Vendredi, le 2e round de la remise à plat de la fiscalité annoncée en novembre dernier par Jean-Marc Ayrault commence. Après les entreprises c’est donc au tour des ménages, avec une marge de manœuvre beaucoup plus limitée.

Le gouvernement ayant clairement fait le choix d’une politique de relance par l’offre, la portée des assises de la fiscalité des ménages risque d’être faible. Pour l’instant, si l’objectif de 2015 a été fixé pour la baisse de la fiscalité des entreprises, aucune date n’a été avancée pour les ménages.

Pourtant, "la seule façon de faire une réforme fiscale, c’est de la faire avec une baisse des prélèvements obligatoires", rappelle le député PS Dominique Lefebvre, spécialiste de la fiscalité et membre du groupe de travail réuni aujourd’hui.

"Dans les deux ans qui viennent, si on fait quelque chose sur les entreprises, on ne pourra rien faire sur les ménages, on n’a pas les marges", renchérit Gilles Carrez, président UMP de la commission des finances de l’Assemblée nationale et lui aussi membre du groupe de travail.

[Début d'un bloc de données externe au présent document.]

//! Artifact cache and retention
//!
//! Finished archives live in one directory, named `{task_id}.{display_name}`.
//! Retention is purely age based: before each job starts, every file whose
//! modification time is older than the retention window is deleted.

use crate::error::{Error, Result};
use crate::jobs::JobKey;
use serde::Serialize;
use std::path::{Path, PathBuf};
use std::time::{Duration, SystemTime};
use tracing::{debug, info, warn};

/// Suffix appended to an archive path while it is being written
pub const PARTIAL_SUFFIX: &str = "part";

/// A finished archive, ready to be served
#[derive(Clone, Debug, PartialEq, Eq, Serialize)]
pub struct ArtifactRecord {
    /// Location of the archive on disk
    pub file_path: PathBuf,
    /// File name offered on download (everything after the task id)
    pub display_name: String,
    /// Archive size in bytes
    pub size_bytes: u64,
}

impl ArtifactRecord {
    /// Whether the file backing this record still exists
    pub fn is_present(&self) -> bool {
        self.file_path.is_file()
    }
}

/// Outcome of one retention sweep
#[derive(Clone, Copy, Debug, Default, PartialEq, Eq)]
pub struct EvictionReport {
    /// Files deleted
    pub removed: usize,
    /// Files that were due but could not be deleted
    pub failed: usize,
}

/// Directory of finished archives with age-based eviction
#[derive(Clone, Debug)]
pub struct ArtifactStore {
    dir: PathBuf,
    retention: Duration,
}

impl ArtifactStore {
    /// Create a store rooted at `dir`
    pub fn new(dir: impl Into<PathBuf>, retention: Duration) -> Self {
        Self {
            dir: dir.into(),
            retention,
        }
    }

    /// Root directory
    pub fn dir(&self) -> &Path {
        &self.dir
    }

    /// Retention window
    pub fn retention(&self) -> Duration {
        self.retention
    }

    /// Create the root directory if missing
    pub async fn ensure_dir(&self) -> Result<()> {
        tokio::fs::create_dir_all(&self.dir).await?;
        Ok(())
    }

    /// Final path of the archive for `key`
    pub fn artifact_path(&self, key: &JobKey, display_name: &str) -> PathBuf {
        self.dir.join(format!("{}.{}", key, display_name))
    }

    /// Path an archive is written to before it is complete
    pub fn partial_path(final_path: &Path) -> PathBuf {
        let mut name = final_path.as_os_str().to_owned();
        name.push(".");
        name.push(PARTIAL_SUFFIX);
        PathBuf::from(name)
    }

    /// Move a finished partial archive to its final path
    pub async fn commit(&self, partial: &Path, final_path: &Path) -> Result<ArtifactRecord> {
        tokio::fs::rename(partial, final_path).await?;
        let size_bytes = tokio::fs::metadata(final_path).await?.len();
        let display_name = display_name_of(final_path).unwrap_or_default();

        Ok(ArtifactRecord {
            file_path: final_path.to_path_buf(),
            display_name,
            size_bytes,
        })
    }

    /// Delete every file older than the retention window
    ///
    /// Individual deletion failures are logged and counted, never returned.
    /// Fails only when the directory itself cannot be listed.
    pub async fn evict_expired(&self) -> Result<EvictionReport> {
        let mut report = EvictionReport::default();
        let now = SystemTime::now();
        let mut entries = tokio::fs::read_dir(&self.dir).await?;

        while let Some(entry) = entries.next_entry().await? {
            let path = entry.path();
            let metadata = match entry.metadata().await {
                Ok(m) if m.is_file() => m,
                Ok(_) => continue,
                Err(e) => {
                    warn!(path = %path.display(), error = %e, "failed to stat cached file");
                    continue;
                }
            };

            let age = match metadata.modified() {
                // Files with a modification time in the future count as fresh
                Ok(modified) => now.duration_since(modified).unwrap_or_default(),
                Err(e) => {
                    warn!(path = %path.display(), error = %e, "no modification time for cached file");
                    continue;
                }
            };
            if age <= self.retention {
                continue;
            }

            match tokio::fs::remove_file(&path).await {
                Ok(()) => {
                    debug!(path = %path.display(), age_secs = age.as_secs(), "evicted cached file");
                    report.removed += 1;
                }
                Err(e) => {
                    warn!(path = %path.display(), error = %e, "failed to evict cached file");
                    report.failed += 1;
                }
            }
        }

        if report.removed > 0 || report.failed > 0 {
            info!(
                removed = report.removed,
                failed = report.failed,
                "retention sweep finished"
            );
        }
        Ok(report)
    }

    /// Find the finished archive for `key`
    ///
    /// Returns [`Error::NotFound`] when no finished archive carries the key,
    /// including when only a partial archive exists.
    pub async fn locate(&self, key: &JobKey) -> Result<ArtifactRecord> {
        let prefix = format!("{}.", key);
        let not_found = || Error::NotFound(format!("artifact for task {}", key));

        let mut entries = match tokio::fs::read_dir(&self.dir).await {
            Ok(entries) => entries,
            Err(e) if e.kind() == std::io::ErrorKind::NotFound => return Err(not_found()),
            Err(e) => return Err(e.into()),
        };

        while let Some(entry) = entries.next_entry().await? {
            let name = entry.file_name();
            let Some(name) = name.to_str() else { continue };
            if !name.starts_with(&prefix) || !name.ends_with(".cbz") {
                continue;
            }
            let metadata = entry.metadata().await?;
            if !metadata.is_file() {
                continue;
            }
            return Ok(ArtifactRecord {
                file_path: entry.path(),
                display_name: name[prefix.len()..].to_string(),
                size_bytes: metadata.len(),
            });
        }

        Err(not_found())
    }
}

/// Everything after the first `.` of a file name
fn display_name_of(path: &Path) -> Option<String> {
    let name = path.file_name()?.to_str()?;
    name.split_once('.').map(|(_, rest)| rest.to_string())
}
//! Contract modification generator

use super::index::ContractIndex;
use super::{at_progress_step, EntityCount};
use crate::error::{GenerateError, GenerateResult};
use crate::faker;
use crate::ids::{IdKind, IdPools};
use crate::model::{Modification, ModificationStatus, ModificationType};
use crate::sampling::{choose, date_between, round_to, uniform};
use crate::sink::RecordSink;
use rand::Rng;
use tracing::{debug, info};

const PROGRESS_EVERY: usize = 500;

/// Value changes range from a 20% cut to a 30% increase of the contract
const VALUE_CHANGE_RANGE: (f64, f64) = (-0.2, 0.3);

/// Schedule changes range from 30 days earlier to 180 days later
const DAYS_CHANGE_RANGE: (i32, i32) = (-30, 180);

/// Generate up to `count` modifications, numbered `MOD-000001` onward.
///
/// A number is consumed even when its draw is skipped, so ids can have gaps.
pub fn generate_modifications<R, S>(
    count: usize,
    pools: &IdPools,
    index: &ContractIndex,
    rng: &mut R,
    sink: &mut S,
) -> GenerateResult<EntityCount>
where
    R: Rng + ?Sized,
    S: RecordSink<Modification> + ?Sized,
{
    info!("Generating {} contract modifications", count);

    let mut result = EntityCount::requested(count);
    for i in 0..count {
        let modification_id = IdKind::Modification.format(i + 1);
        let mod_number = format!("P{}{}", rng.gen_range(0..=9), rng.gen_range(10..=99));

        let resolved = pools
            .random_contract(rng)
            .and_then(|id| index.get(id).map(|bounds| (id, bounds)));
        if let Some((contract_id, bounds)) = resolved {
            let mod_date = date_between(bounds.start_date, bounds.end_date, rng);
            let modification_type = *choose(&ModificationType::ALL, rng);
            let description = faker::paragraph(1, rng);

            let value_change = if modification_type.changes_value() {
                let (low, high) = VALUE_CHANGE_RANGE;
                round_to(uniform(low * bounds.current_value, high * bounds.current_value, rng), 2)
            } else {
                0.0
            };
            let days_change = if modification_type.changes_schedule() {
                rng.gen_range(DAYS_CHANGE_RANGE.0..=DAYS_CHANGE_RANGE.1)
            } else {
                0
            };

            let modification = Modification {
                modification_id,
                contract_id: contract_id.to_string(),
                mod_number,
                mod_date,
                modification_type,
                description,
                value_change,
                days_change,
                approved_by: pools
                    .random_personnel(rng)
                    .ok_or_else(|| GenerateError::InvalidConfig("personnel pool is empty".to_string()))?
                    .to_string(),
                status: *choose(&ModificationStatus::ALL, rng),
            };
            sink.write_record(&modification)?;
            result.written += 1;
        } else {
            debug!("No contract resolved for {}, skipping", modification_id);
        }

        if at_progress_step(i + 1, PROGRESS_EVERY) {
            info!("Modification progress: {}/{}", i + 1, count);
        }
    }
    sink.finish()?;

    info!("Generated {} contract modifications", result.written);
    Ok(result)
}

#[cfg(test)]
mod tests {
    use super::*;
    use crate::generate::contracts::generate_contracts;
    use crate::model::Contract;
    use rand::rngs::StdRng;
    use rand::SeedableRng;
    use std::collections::HashMap;

    #[test]
    fn test_modification_rules() {
        let pools = IdPools::new(30, 3, 3, 15);
        let mut rng = StdRng::seed_from_u64(41);
        let mut contracts: Vec<Contract> = Vec::new();
        let index = generate_contracts(&pools, &mut rng, &mut contracts).unwrap();
        let by_id: HashMap<_, _> = contracts.iter().map(|c| (c.contract_id.as_str(), c)).collect();

        let mut rows = Vec::new();
        let count = generate_modifications(1_000, &pools, &index, &mut rng, &mut rows).unwrap();
        assert_eq!(count.written, 1_000);
        assert_eq!(rows[0].modification_id, "MOD-000001");
        assert_eq!(rows[999].modification_id, "MOD-001000");

        for m in &rows {
            let c = by_id[m.contract_id.as_str()];
            assert!(m.mod_date >= c.start_date && m.mod_date <= c.end_date);
            if m.modification_type.changes_value() {
                assert!(m.value_change >= -0.2 * c.current_value - 0.01);
                assert!(m.value_change <= 0.3 * c.current_value + 0.01);
            } else {
                assert_eq!(m.value_change, 0.0);
            }
            if m.modification_type.changes_schedule() {
                assert!((-30..=180).contains(&m.days_change));
            } else {
                assert_eq!(m.days_change, 0);
            }
            assert!(m.mod_number.starts_with('P'));
            assert_eq!(m.mod_number.len(), 4);
        }
    }

    #[test]
    fn test_skipped_draws_leave_id_gaps() {
        let pools = IdPools::new(4, 1, 1, 2);
        let mut rng = StdRng::seed_from_u64(42);
        let mut contracts: Vec<Contract> = Vec::new();
        generate_contracts(&pools, &mut rng, &mut contracts).unwrap();
        let index: ContractIndex = contracts.iter().take(1).collect();

        let mut rows = Vec::new();
        let count = generate_modifications(200, &pools, &index, &mut rng, &mut rows).unwrap();
        assert_eq!(count.written, rows.len());
        assert!(count.skipped() > 0);
        assert!(rows.iter().all(|m| m.contract_id == "CTR-000001"));
        let ids: Vec<String> = rows.iter().map(|m| m.modification_id.clone()).collect();
        assert_ne!(ids, IdKind::Modification.sequence(rows.len()));
        assert!(ids.windows(2).all(|w| w[0] < w[1]));
    }
}
//! Vendor generator

use crate::error::GenerateResult;
use crate::faker;
use crate::ids::IdPools;
use crate::model::{PastPerformance, PointOfContact, Vendor, VendorSize, SOCIOECONOMIC_FLAGS, VENDOR_CATEGORIES};
use crate::sampling::{choose, money, round_to, sample_distinct, uniform};
use crate::sink::RecordSink;
use rand::Rng;
use tracing::info;

fn to_owned_list(values: Vec<&str>) -> Vec<String> {
    values.into_iter().map(str::to_string).collect()
}

fn past_performance<R: Rng + ?Sized>(rng: &mut R) -> PastPerformance {
    PastPerformance {
        on_time_delivery_rate: round_to(uniform(0.7, 1.0, rng), 2),
        quality_rating: round_to(uniform(3.0, 5.0, rng), 1),
        cost_variance: round_to(uniform(-0.2, 0.3, rng), 2),
        contracts_completed: rng.gen_range(5..=200),
        avg_contract_value: money(100_000.0, 10_000_000.0, rng),
    }
}

/// Generate one vendor per id in the vendor pool
pub fn generate_vendors<R, S>(pools: &IdPools, rng: &mut R, sink: &mut S) -> GenerateResult<usize>
where
    R: Rng + ?Sized,
    S: RecordSink<Vendor> + ?Sized,
{
    info!("Generating {} vendors", pools.vendors.len());

    let mut written = 0;
    for vendor_id in &pools.vendors {
        let size = *choose(&VendorSize::ALL, rng);
        let categories = to_owned_list(sample_distinct(&VENDOR_CATEGORIES, 1, 5, rng));
        let annual_revenue = money(1_000_000.0, 5_000_000_000.0, rng);
        let past_performance = past_performance(rng);

        let name = faker::company(rng);
        let vendor = Vendor {
            vendor_id: vendor_id.clone(),
            duns_number: rng.gen_range(100_000_000..=999_999_999u32).to_string(),
            cage_code: rng.gen_range(10_000..=99_999u32).to_string(),
            address: faker::address(rng),
            city: faker::city(rng).to_string(),
            state: faker::state_abbr(rng).to_string(),
            zip_code: faker::zipcode(rng),
            phone: faker::phone_number(rng),
            email: faker::company_email(&name, rng),
            website: faker::url(&name, rng),
            name,
            size,
            categories,
            socioeconomic: to_owned_list(sample_distinct(&SOCIOECONOMIC_FLAGS, 0, 3, rng)),
            annual_revenue,
            year_established: rng.gen_range(1950..=2020),
            past_performance,
            active_contracts: rng.gen_range(1..=30),
            point_of_contact: PointOfContact {
                name: faker::name(rng),
                title: faker::job(rng).to_string(),
                phone: faker::phone_number(rng),
                email: faker::email(rng),
            },
        };
        sink.write_record(&vendor)?;
        written += 1;
    }
    sink.finish()?;

    info!("Generated {} vendors", written);
    Ok(written)
}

Assises de la fiscalité des ménages : un programme bien maigre

Devant ce manque d’optimisme, le gouvernement agite deux sujets de discussion :

  • la fusion de l’impôt sur le revenu et la csg,
  • le prélèvement de l’impôt à la source.

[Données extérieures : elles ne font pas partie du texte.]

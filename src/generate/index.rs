//! In-memory contract bounds index
//!
//! Built once while contracts are generated, then shared read-only by the
//! dependent generators.

use crate::model::Contract;
use chrono::NaiveDate;
use rustc_hash::FxHashMap;

/// The parts of a contract its children are bounded by
#[derive(Debug, Clone, Copy, PartialEq)]
pub struct ContractBounds {
    pub start_date: NaiveDate,
    pub end_date: NaiveDate,
    pub current_value: f64,
}

impl From<&Contract> for ContractBounds {
    fn from(contract: &Contract) -> Self {
        Self {
            start_date: contract.start_date,
            end_date: contract.end_date,
            current_value: contract.current_value,
        }
    }
}

/// Contract id → bounds
#[derive(Debug, Clone, Default)]
pub struct ContractIndex {
    bounds: FxHashMap<String, ContractBounds>,
}

impl ContractIndex {
    pub fn new() -> Self {
        Self::default()
    }

    pub fn insert(&mut self, contract: &Contract) {
        self.bounds
            .insert(contract.contract_id.clone(), ContractBounds::from(contract));
    }

    pub fn get(&self, contract_id: &str) -> Option<&ContractBounds> {
        self.bounds.get(contract_id)
    }

    pub fn len(&self) -> usize {
        self.bounds.len()
    }

    pub fn is_empty(&self) -> bool {
        self.bounds.is_empty()
    }
}

impl<'a> FromIterator<&'a Contract> for ContractIndex {
    fn from_iter<I: IntoIterator<Item = &'a Contract>>(iter: I) -> Self {
        let mut index = ContractIndex::new();
        for contract in iter {
            index.insert(contract);
        }
        index
    }
}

Deux réformes compliquées à mettre en place et qui ne soulèvent pas l’enthousiasme des syndicats et des parlementaires.

"La fusion est hors de portée dans l’état actuel des choses. Il y a beaucoup de préalables à régler et c’est techniquement très difficile", explique Christian Eckert, rapporteur PS de la commission des Finances de l’Assemblée.

Le prélèvement à la source est quant à lui toujours aussi compliqué à mettre en place et met pour une fois d’accord les syndicats et les organisations patronales : ils n’en veulent pas !

D’autres sujets plus simples à traiter pourraient donc être étudiés comme la fusion de la prime pour l’emploi et du RSA "activité" pour les travailleurs pauvres.

Cependant, aucunes décisions majeures ne devraient sortir de ces discussions qui s’annoncent d’ores et déjà stériles.